▶ **Instructions to follow**
Your job with the data below: print everything from the line that holds "let (caller, token_data)" down to the line that holds "let mut pool", ends included, exactly, and nothing else.

------------------------

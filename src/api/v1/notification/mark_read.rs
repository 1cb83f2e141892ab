use crate::{POOL, helper_model, methods, model};
use diesel::prelude::*;
use serde_derive::{Deserialize, Serialize};
use tokio::task::spawn_blocking;
use warp::Filter;
use warp::http::StatusCode;

#[derive(Debug, Clone, PartialEq, Eq, Deserialize, Serialize)]
struct MarkReadBodyData {
    notification_id: i32,
}

pub fn main() -> impl Filter<Extract = (impl warp::Reply,), Error = warp::Rejection> + Clone {
    warp::path("mark-read")
        .and(warp::path::end())
        .and(warp::post())
        .and(warp::body::json())
        .and(warp::header::<String>("auth"))
        .and(warp::header::<String>("user-agent"))
        .and_then(async move |body: MarkReadBodyData, auth: String, user_agent: String| {
            let (caller, token_data) = match methods::tokens::authenticate(&auth, &user_agent).await
            {
                Err(helper_model::ApiError::TokenFormatError) => {
                    return methods::tokens::token_not_hex_warp_return();
                }
                Err(_) => return methods::tokens::token_invalid_wrapped_return(),
                Ok(pair) => pair,
            };

            let caller_id = caller.id;
            let mut pool = POOL.get().unwrap();
            let update_result = spawn_blocking(move || {
                use crate::schema::notifications::dsl::*;
                diesel::update(
                    notifications
                        .filter(id.eq(&body.notification_id))
                        .filter(user_id.eq(caller_id)),
                )
                .set(is_read.eq(true))
                .get_result::<model::Notification>(&mut pool)
                .optional()
            })
            .await
            .unwrap();
            match update_result {
                Err(e) => methods::standard_replies::wrapped_internal_error(
                    token_data,
                    format!("notification/mark-read: update failed: {:?}", e),
                ),
                Ok(None) => {
                    methods::standard_replies::wrapped_not_found(token_data, "Notification")
                }
                Ok(Some(updated)) => {
                    let msg = serde_json::json!({"notification": &updated});
                    methods::standard_replies::wrapped_response_with_obj(
                        token_data,
                        msg,
                        StatusCode::OK,
                    )
                }
            }
        })
}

------------------------

▶ **Answer space**
            let (caller, token_data) = match methods::tokens::authenticate(&auth, &user_agent).await
            {
                Err(helper_model::ApiError::TokenFormatError) => {
                    return methods::tokens::token_not_hex_warp_return();
                }
                Err(_) => return methods::tokens::token_invalid_wrapped_return(),
                Ok(pair) => pair,
            };

            let caller_id = caller.id;
            let mut pool = POOL.get().unwrap();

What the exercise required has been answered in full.